Menurut dia, gagasan utama UU Cipta Kerja dalam memanfaatkan bonus demografi hanya menyediakan tenaga kerja murah agar investor mau membuka lapangan pekerjaan di Indonesia. Ridha menilai UU Cipta Kerja melupakan aspek jaminan kepada pekerja seperti kepastian kerja, jaminan sosial yang merupakan komponen penting bagi para pekerja muda saat ini.

Kondisi pendidikan di Indonesia tak mendorong pemanfaatan bonus demografi

Selain itu, dia juga menilai tak ada kebijakan pemerintah yang menjawab tantangan produktivitas pekerja seperti yang selama ini dikeluhkan kalangan pengusaha. Meskipun anggaran pendidikan dalam Anggaran Pendapatan Belanja Negara (APBN) besar, Ridha menyatakan hal itu hanya difokuskan pada pendidikan dasar hingga menengah.

Padahal, menurut dia, produktivitas tenaga kerja sangat erat kaitannya dengan pendidikan, terutama pendidikan tinggi, dan juga penelitian.

“Pendidikan tinggi kita itu salah satu yang paling mahal,” kata dia. “Tingkat partisipasi siswa (SMA) untuk masuk ke perguruan tinggi itu hanya 20 persen.”

Tidak adanya kepastian kerja, menurut Ridha, juga berimbas pada tingginya tingkat pengangguran di kalangan masyarakat yang berpendidikan tinggi.

“Ini kan problem ekonomi yang tak bisa dijawab oleh pemerintah sekarang,” kata dia.

Direktur Center of Economic and Law Studies (Celios), Bhima Yudhistira pun sependapat dengan Ridha. Dia menilai kebijakan pemerintahan Presiden Jokowi saat ini sangat jauh untuk menjawab tantangan atau pun mengoptimalkan bonus demografi di Indonesia.

Bhima mengungkapkan bahwa tingkat pengangguran muda Indonesia saat ini adalah yang tertinggi di bandingkan negara-negara tetangga.

“Tingkat pengangguran muda di Indonesia 14,3 persen, tertinggi dibandingkan negara-negara ASEAN,” kata Bhima.

Peluang generasi muda Indonesia untuk tingkatkan derajat sosial dinilai rendah

Dia juga menyatakan bahwa generasi muda yang lulus dari perguruan tinggi saat ini jika pun mendapatkan pekerjaan tidak menjamin bisa meningkatkan derajat sosialnya. Menurut Bhima, kesempatan generasi muda Indonesia untuk meningkatkan derajat sosialnya juga tertinggal dibandingkan di negara-negara lain.

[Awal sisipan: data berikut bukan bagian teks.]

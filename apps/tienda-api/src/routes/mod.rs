//! # HTTP Routes
//!
//! ```text
//! GET  /health       "OK" when the database answers, else 503
//! POST /api/orders   order intake
//! GET  /api/orders   order listing
//! ```

pub mod orders;

use axum::extract::State;
use axum::http::StatusCode;
use axum::response::IntoResponse;
use axum::routing::get;
use axum::Router;
use tower_http::trace::TraceLayer;

use crate::state::AppState;

/// Builds the application router.
pub fn router(state: AppState) -> Router {
    Router::new()
        .route("/health", get(health_handler))
        .route(
            "/api/orders",
            get(orders::list_orders).post(orders::create_order),
        )
        .layer(TraceLayer::new_for_http())
        .with_state(state)
}

/// Health check endpoint.
async fn health_handler(State(state): State<AppState>) -> impl IntoResponse {
    if state.db.health_check().await {
        (StatusCode::OK, "OK")
    } else {
        (StatusCode::SERVICE_UNAVAILABLE, "Database unavailable")
    }
}

// =============================================================================
// Router Tests
// =============================================================================

#[cfg(test)]
mod tests {
    use super::*;
    use crate::config::{ApiConfig, Environment};
    use axum::body::Body;
    use axum::http::{header, Request};
    use chrono::Utc;
    use serde_json::{json, Value};
    use tienda_core::{Money, Product, ProductImage};
    use tienda_db::{generate_product_id, Database, DbConfig};
    use tower::ServiceExt;

    async fn setup() -> (Router, Database) {
        let db = Database::new(DbConfig::in_memory()).await.unwrap();
        let config = ApiConfig {
            environment: Environment::Development,
            ..ApiConfig::default()
        };
        (router(AppState::new(db.clone(), config)), db)
    }

    async fn seed(db: &Database, name: &str, price: i64, stock: i64) -> Product {
        let now = Utc::now();
        let product = Product {
            id: generate_product_id(),
            name: name.to_string(),
            price: Money::from_cents(price),
            images: vec![ProductImage::Structured {
                url: format!("https://cdn.example/{}.jpg", name.to_lowercase()),
                alt: None,
            }],
            stock_quantity: stock,
            is_active: true,
            created_at: now,
            updated_at: now,
        };
        db.products().insert(&product).await.unwrap();
        product
    }

    fn order_body(product_id: &str, quantity: i64) -> Value {
        json!({
            "customer": { "name": "Ana López", "email": "ana@example.com", "phone": "55 1234 5678" },
            "shippingAddress": {
                "street": "Av. Reforma 222",
                "city": "Ciudad de México",
                "state": "CDMX",
                "zipCode": "06600",
                "country": "MX"
            },
            "items": [{ "product": product_id, "quantity": quantity, "price": 1 }],
            "paymentMethod": "card",
            "notes": "Tocar el timbre"
        })
    }

    fn post_json(body: String) -> Request<Body> {
        Request::builder()
            .method("POST")
            .uri("/api/orders")
            .header(header::CONTENT_TYPE, "application/json")
            .body(Body::from(body))
            .unwrap()
    }

    fn get(uri: &str) -> Request<Body> {
        Request::builder().uri(uri).body(Body::empty()).unwrap()
    }

    async fn read_json(response: axum::response::Response) -> Value {
        let bytes = axum::body::to_bytes(response.into_body(), 1024 * 1024)
            .await
            .unwrap();
        serde_json::from_slice(&bytes).unwrap()
    }

    #[tokio::test]
    async fn test_health() {
        let (app, _db) = setup().await;

        let response = app.oneshot(get("/health")).await.unwrap();
        assert_eq!(response.status(), StatusCode::OK);

        let bytes = axum::body::to_bytes(response.into_body(), 1024).await.unwrap();
        assert_eq!(&bytes[..], b"OK");
    }

    #[tokio::test]
    async fn test_create_order_returns_201() {
        let (app, db) = setup().await;
        let mole = seed(&db, "Mole", 1000, 5).await;

        let response = app
            .oneshot(post_json(order_body(&mole.id, 3).to_string()))
            .await
            .unwrap();
        assert_eq!(response.status(), StatusCode::CREATED);

        let body = read_json(response).await;
        assert_eq!(body["success"], true);
        assert_eq!(body["message"], "Order created successfully");

        let order = &body["data"];
        assert_eq!(order["orderNumber"], "ORD-000001");
        assert_eq!(order["status"], "pending");
        assert_eq!(order["paymentStatus"], "pending");
        assert_eq!(order["subtotal"], 3000);
        assert_eq!(order["tax"], 480);
        assert_eq!(order["shipping"], 15_000);
        assert_eq!(order["total"], 18_480);
        assert_eq!(order["items"][0]["unitPrice"], 1000);
        assert_eq!(order["items"][0]["imageUrl"], "https://cdn.example/mole.jpg");
        assert_eq!(order["shippingAddress"]["zipCode"], "06600");
        assert_eq!(order["billingAddress"], order["shippingAddress"]);
    }

    #[tokio::test]
    async fn test_malformed_json_is_400() {
        let (app, _db) = setup().await;

        let response = app
            .oneshot(post_json("{\"customer\": ".to_string()))
            .await
            .unwrap();
        assert_eq!(response.status(), StatusCode::BAD_REQUEST);

        let body = read_json(response).await;
        assert_eq!(body["success"], false);
        assert_eq!(body["code"], "MALFORMED_REQUEST");
    }

    #[tokio::test]
    async fn test_missing_fields_is_400() {
        let (app, _db) = setup().await;

        let response = app
            .oneshot(post_json(json!({ "customer": { "name": "Ana" } }).to_string()))
            .await
            .unwrap();
        assert_eq!(response.status(), StatusCode::BAD_REQUEST);

        let body = read_json(response).await;
        assert_eq!(body["success"], false);
        assert_eq!(body["error"], "Missing required fields");
        assert_eq!(body["code"], "MISSING_FIELDS");
        assert_eq!(
            body["message"],
            "Missing required fields: customer.email, shippingAddress, items, paymentMethod"
        );
        assert!(body.get("details").is_none());
    }

    #[tokio::test]
    async fn test_insufficient_stock_is_400() {
        let (app, db) = setup().await;
        let mole = seed(&db, "Mole", 1000, 2).await;

        let response = app
            .oneshot(post_json(order_body(&mole.id, 5).to_string()))
            .await
            .unwrap();
        assert_eq!(response.status(), StatusCode::BAD_REQUEST);

        let body = read_json(response).await;
        assert_eq!(body["code"], "INSUFFICIENT_STOCK");
        assert_eq!(body["message"], "Insufficient stock for Mole: available 2, requested 5");
    }

    #[tokio::test]
    async fn test_list_orders() {
        let (app, db) = setup().await;
        let mole = seed(&db, "Mole", 1000, 50).await;

        for qty in 1..=3 {
            let response = app
                .clone()
                .oneshot(post_json(order_body(&mole.id, qty).to_string()))
                .await
                .unwrap();
            assert_eq!(response.status(), StatusCode::CREATED);
        }

        let response = app
            .oneshot(get(
                "/api/orders?page=1&limit=2&status=pending&customerEmail=ANA@example.com&sortBy=total&sortOrder=asc",
            ))
            .await
            .unwrap();
        assert_eq!(response.status(), StatusCode::OK);

        let body = read_json(response).await;
        assert_eq!(body["success"], true);

        let data = &body["data"];
        assert_eq!(data["orders"].as_array().unwrap().len(), 2);
        assert_eq!(data["orders"][0]["subtotal"], 1000);
        assert_eq!(data["pagination"]["currentPage"], 1);
        assert_eq!(data["pagination"]["totalPages"], 2);
        assert_eq!(data["pagination"]["totalOrders"], 3);
        assert_eq!(data["pagination"]["limit"], 2);
        assert_eq!(data["pagination"]["hasNextPage"], true);
        assert_eq!(data["pagination"]["hasPrevPage"], false);
        assert_eq!(data["filters"]["status"], "pending");
        assert_eq!(data["filters"]["customerEmail"], "ana@example.com");
    }

    #[tokio::test]
    async fn test_list_orders_lenient_paging() {
        let (app, _db) = setup().await;

        let response = app
            .oneshot(get("/api/orders?page=zero&limit=1000"))
            .await
            .unwrap();
        assert_eq!(response.status(), StatusCode::OK);

        let body = read_json(response).await;
        assert_eq!(body["data"]["pagination"]["currentPage"], 1);
        assert_eq!(body["data"]["pagination"]["limit"], 100);
        assert_eq!(body["data"]["orders"], json!([]));
    }

    #[tokio::test]
    async fn test_unknown_status_filter_is_400() {
        let (app, _db) = setup().await;

        let response = app.oneshot(get("/api/orders?status=lost")).await.unwrap();
        assert_eq!(response.status(), StatusCode::BAD_REQUEST);

        let body = read_json(response).await;
        assert_eq!(body["code"], "VALIDATION_ERROR");
        assert!(body["message"].as_str().unwrap().starts_with("status must be one of"));
    }
}
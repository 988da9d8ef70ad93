//! # Error Types
//!
//! Domain-specific error types for tienda-core.
//!
//! ## Error Hierarchy
//! ```text
//! ┌─────────────────────────────────────────────────────────────────────────┐
//! │                         Error Types                                     │
//! │                                                                         │
//! │  tienda-core errors (this file)                                        │
//! │  ├── CoreError        - Order intake rule violations                   │
//! │  └── ValidationError  - Field-level input failures                     │
//! │                                                                         │
//! │  tienda-db errors (separate crate)                                     │
//! │  └── DbError          - Storage failures                               │
//! │                                                                         │
//! │  tienda-api errors (app)                                               │
//! │  ├── IntakeError      - Core or storage failure during intake          │
//! │  └── ApiError         - What the HTTP client sees                      │
//! │                                                                         │
//! │  Flow: ValidationError → CoreError → IntakeError → ApiError → client   │
//! └─────────────────────────────────────────────────────────────────────────┘
//! ```
//!
//! ## Design Principles
//! 1. Use `thiserror` for derive macros (not manual impl)
//! 2. Name the offending field or line item in every message
//! 3. Errors are enum variants, never String

use thiserror::Error;

// =============================================================================
// Core Error
// =============================================================================

/// Order intake rule violations.
///
/// Every variant is a caller-facing (400-class) failure: the request can be
/// fixed and resubmitted. Nothing here is retried automatically.
#[derive(Debug, Clone, PartialEq, Eq, Error)]
pub enum CoreError {
    /// Top-level request fields are absent.
    ///
    /// ## When This Occurs
    /// - No customer, or customer without name/email
    /// - No shipping address
    /// - Empty or absent item list
    /// - No payment method
    #[error("Missing required fields: {}", fields.join(", "))]
    MissingFields { fields: Vec<String> },

    /// A line item carries no product identifier.
    #[error("Product identifier is required for item {item}")]
    MissingProductId { item: String },

    /// A line item quantity is absent, zero, negative or above the cap.
    #[error("Quantity for {item} must be between 1 and {max}")]
    InvalidQuantity { item: String, max: i64 },

    /// The order carries more line items than allowed.
    #[error("An order cannot have more than {max} items")]
    TooManyItems { max: usize },

    /// The line item resolves to no active catalog product.
    ///
    /// ## When This Occurs
    /// - Identifier unknown and no name fallback supplied
    /// - Neither identifier nor name matches an active product
    #[error("Product not found: {name}")]
    ProductNotFound { name: String },

    /// Requested quantity exceeds the available stock.
    ///
    /// ## User Workflow
    /// ```text
    /// Checkout (qty: 5)
    ///      │
    ///      ▼
    /// Resolve: stock = 3
    ///      │
    ///      ▼
    /// InsufficientStock { name: "Mole Poblano", available: 3, requested: 5 }
    ///      │
    ///      ▼
    /// UI shows: "Only 3 Mole Poblano available"
    /// ```
    #[error("Insufficient stock for {name}: available {available}, requested {requested}")]
    InsufficientStock {
        name: String,
        available: i64,
        requested: i64,
    },

    /// A line total or order total does not fit in the money range.
    #[error("Order amount exceeds the supported range")]
    AmountOverflow,

    /// Validation error (wraps ValidationError).
    #[error(transparent)]
    Validation(#[from] ValidationError),
}

// =============================================================================
// Validation Error
// =============================================================================

/// Field-level input validation errors.
#[derive(Debug, Clone, PartialEq, Eq, Error)]
pub enum ValidationError {
    /// A required field is empty once sanitized.
    #[error("{field} is required")]
    Required { field: String },

    /// Customer name length is outside the accepted range.
    #[error("Customer name must be between {min} and {max} characters")]
    InvalidCustomerName { min: usize, max: usize },

    /// Email does not look like `local@domain.tld`.
    #[error("Invalid email address: {value}")]
    InvalidEmail { value: String },

    /// Phone number does not look like a phone number.
    #[error("Invalid phone number: {value}")]
    InvalidPhone { value: String },

    /// Payment method is empty or unreasonably long once sanitized.
    #[error("Payment method must be between 1 and {max} characters")]
    InvalidPaymentMethod { max: usize },

    /// An address field is empty.
    #[error("{address} address is incomplete: {field} is required")]
    IncompleteAddress { address: String, field: String },

    /// Value is not in allowed set.
    #[error("{field} must be one of: {}", allowed.join(", "))]
    NotAllowed { field: String, allowed: Vec<String> },
}

// =============================================================================
// Result Type Aliases
// =============================================================================

/// Convenience type alias for Results with CoreError.
pub type CoreResult<T> = Result<T, CoreError>;

/// Result type for validation operations.
pub type ValidationResult<T> = Result<T, ValidationError>;

// =============================================================================
// Unit Tests
// =============================================================================

#[cfg(test)]
mod tests {
    use super::*;

    #[test]
    fn test_error_messages() {
        let err = CoreError::InsufficientStock {
            name: "Mole Poblano".to_string(),
            available: 3,
            requested: 5,
        };
        assert_eq!(
            err.to_string(),
            "Insufficient stock for Mole Poblano: available 3, requested 5"
        );

        let err = CoreError::MissingFields {
            fields: vec!["customer.email".to_string(), "items".to_string()],
        };
        assert_eq!(err.to_string(), "Missing required fields: customer.email, items");
    }

    #[test]
    fn test_validation_error_messages() {
        let err = ValidationError::IncompleteAddress {
            address: "Shipping".to_string(),
            field: "zipCode".to_string(),
        };
        assert_eq!(
            err.to_string(),
            "Shipping address is incomplete: zipCode is required"
        );
    }

    #[test]
    fn test_validation_converts_to_core_error() {
        let validation_err = ValidationError::InvalidEmail {
            value: "nope".to_string(),
        };
        let core_err: CoreError = validation_err.clone().into();
        assert_eq!(core_err, CoreError::Validation(validation_err));
        assert_eq!(core_err.to_string(), "Invalid email address: nope");
    }
}
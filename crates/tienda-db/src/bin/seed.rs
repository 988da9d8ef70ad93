//! # Seed Data Generator
//!
//! Populates the catalog with demo products for development.
//!
//! ## Usage
//! ```bash
//! # Generate 50 products (default)
//! cargo run -p tienda-db --bin seed
//!
//! # Generate custom amount
//! cargo run -p tienda-db --bin seed -- --count 500
//!
//! # Specify database path
//! cargo run -p tienda-db --bin seed -- --db ./data/tienda.db
//! ```
//!
//! Each product gets:
//! - A name from the pantry list, suffixed once the list wraps
//! - Price: $49.00 - $448.00
//! - Stock: 0 - 40 (some products are sold out on purpose)
//! - Images in both catalog shapes: bare URL strings and `{url, alt}` records

use chrono::Utc;
use std::env;
use tienda_core::{Money, Product, ProductImage};
use tienda_db::{generate_product_id, Database, DbConfig};

const PRODUCTS: &[&str] = &[
    "Mole Poblano",
    "Salsa Macha",
    "Cajeta de Celaya",
    "Chapulines Tostados",
    "Vainilla de Papantla",
    "Café de Chiapas",
    "Mezcal Espadín",
    "Chocolate de Oaxaca",
    "Tortillas de Maíz Azul",
    "Chile Ancho",
    "Chile Pasilla",
    "Rompope",
    "Miel de Yucatán",
    "Achiote",
    "Jamaica Seca",
    "Tamarindo Enchilado",
];

#[tokio::main]
async fn main() -> Result<(), Box<dyn std::error::Error>> {
    let args: Vec<String> = env::args().collect();

    let mut count: usize = 50;
    let mut db_path = "./data/tienda.db".to_string();

    let mut i = 1;
    while i < args.len() {
        match args[i].as_str() {
            "--count" | "-c" => {
                if i + 1 < args.len() {
                    count = args[i + 1].parse()?;
                    i += 1;
                }
            }
            "--db" | "-d" => {
                if i + 1 < args.len() {
                    db_path = args[i + 1].clone();
                    i += 1;
                }
            }
            "--help" | "-h" => {
                println!("Usage: seed [--count N] [--db PATH]");
                return Ok(());
            }
            other => {
                return Err(format!("unknown argument: {other}").into());
            }
        }
        i += 1;
    }

    println!("Seeding {} products into {}", count, db_path);

    let db = Database::new(DbConfig::new(&db_path)).await?;
    let products = db.products();

    let before = products.count().await?;

    for seed in 0..count {
        products.insert(&generate_product(seed)).await?;
    }

    let after = products.count().await?;
    println!("  Active products: {} → {}", before, after);

    db.close().await;

    println!();
    println!("✓ Seed complete!");

    Ok(())
}

/// Generates a single demo product.
fn generate_product(seed: usize) -> Product {
    let now = Utc::now();

    let base = PRODUCTS[seed % PRODUCTS.len()];
    let round = seed / PRODUCTS.len();
    let name = if round == 0 {
        base.to_string()
    } else {
        format!("{} #{}", base, round + 1)
    };

    let price_cents = 4_900 + ((seed * 37) % 400) as i64 * 100;
    let stock_quantity = if seed % 7 == 0 { 0 } else { (seed % 41) as i64 };

    let slug = name.to_lowercase().replace([' ', '#'], "-");
    let images = match seed % 3 {
        0 => vec![ProductImage::Url(format!("https://cdn.tienda.mx/{slug}.jpg"))],
        1 => vec![ProductImage::Structured {
            url: format!("https://cdn.tienda.mx/{slug}.jpg"),
            alt: Some(name.clone()),
        }],
        _ => vec![],
    };

    Product {
        id: generate_product_id(),
        name,
        price: Money::from_cents(price_cents),
        images,
        stock_quantity,
        is_active: true,
        created_at: now,
        updated_at: now,
    }
}
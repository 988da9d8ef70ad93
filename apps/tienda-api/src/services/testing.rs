//! Shared fixtures for service tests.

use std::sync::atomic::{AtomicUsize, Ordering};

use async_trait::async_trait;
use chrono::Utc;
use tienda_core::{Money, NewOrder, Order, OrderFilter, OrderSort, Product, ProductImage};
use tienda_db::{
    generate_product_id, Database, DbConfig, DbError, DbResult, OrderRepository,
    ProductRepository,
};

use crate::ports::{Catalog, OrderStore};

pub async fn setup() -> Database {
    Database::new(DbConfig::in_memory()).await.unwrap()
}

pub async fn seed_product(db: &Database, name: &str, price: i64, stock: i64) -> Product {
    let now = Utc::now();
    let product = Product {
        id: generate_product_id(),
        name: name.to_string(),
        price: Money::from_cents(price),
        images: vec![ProductImage::Url(format!("https://cdn.example/{name}.jpg"))],
        stock_quantity: stock,
        is_active: true,
        created_at: now,
        updated_at: now,
    };
    db.products().insert(&product).await.unwrap();
    product
}

/// Catalog that counts lookups.
pub struct CountingCatalog {
    pub inner: ProductRepository,
    pub lookups: AtomicUsize,
}

impl CountingCatalog {
    pub fn new(inner: ProductRepository) -> Self {
        CountingCatalog {
            inner,
            lookups: AtomicUsize::new(0),
        }
    }

    pub fn lookups(&self) -> usize {
        self.lookups.load(Ordering::SeqCst)
    }
}

#[async_trait]
impl Catalog for CountingCatalog {
    async fn find_by_id(&self, id: &str) -> DbResult<Option<Product>> {
        self.lookups.fetch_add(1, Ordering::SeqCst);
        self.inner.get_by_id(id).await
    }

    async fn find_by_name(&self, name: &str) -> DbResult<Option<Product>> {
        self.lookups.fetch_add(1, Ordering::SeqCst);
        self.inner.find_by_name(name).await
    }
}

/// Order store whose sequence is always unavailable.
pub struct BrokenSequence(pub OrderRepository);

#[async_trait]
impl OrderStore for BrokenSequence {
    async fn next_order_sequence(&self) -> DbResult<u64> {
        Err(DbError::ConnectionFailed("sequence offline".to_string()))
    }

    async fn save(&self, order: NewOrder) -> DbResult<Order> {
        self.0.place(order).await
    }

    async fn find(
        &self,
        filter: &OrderFilter,
        sort: OrderSort,
        offset: u64,
        limit: u32,
    ) -> DbResult<Vec<Order>> {
        self.0.find(filter, sort, offset, limit).await
    }

    async fn count(&self, filter: &OrderFilter) -> DbResult<u64> {
        self.0.count(filter).await
    }
}

/// Order store that cannot save.
pub struct ReadOnlyStore(pub OrderRepository);

#[async_trait]
impl OrderStore for ReadOnlyStore {
    async fn next_order_sequence(&self) -> DbResult<u64> {
        self.0.next_order_sequence().await
    }

    async fn save(&self, _order: NewOrder) -> DbResult<Order> {
        Err(DbError::QueryFailed("attempt to write a readonly database".to_string()))
    }

    async fn find(
        &self,
        filter: &OrderFilter,
        sort: OrderSort,
        offset: u64,
        limit: u32,
    ) -> DbResult<Vec<Order>> {
        self.0.find(filter, sort, offset, limit).await
    }

    async fn count(&self, filter: &OrderFilter) -> DbResult<u64> {
        self.0.count(filter).await
    }
}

Mengutip Skor Global Social Mobility Index 2020 yang dikeluarkan oleh World Economic Forum, Bhima menilai kalangan anak-anak muda yang berpendidikan tinggi kemudian mendapatkan pekerjaan memiliki peluang yang kecil untuk meningkatkan derajat sosialnya.

“Skor Global Social Mobility Index Indonesia itu hanya 49,3. Vietnam 57,8, Malaysia 62 dan Cina 61,5,” kata dia.

Berdasarkan penilaian World Economic Forum, Indonesia hanya berada di posisi ke-67 dari 82 negara yang dinilai pada 2020. Indonesia juga tertinggal dari dua negara tetangga lainnya, Thailand dan Filipina yang memiliki skor masing-masing 55,4 dan 51,7.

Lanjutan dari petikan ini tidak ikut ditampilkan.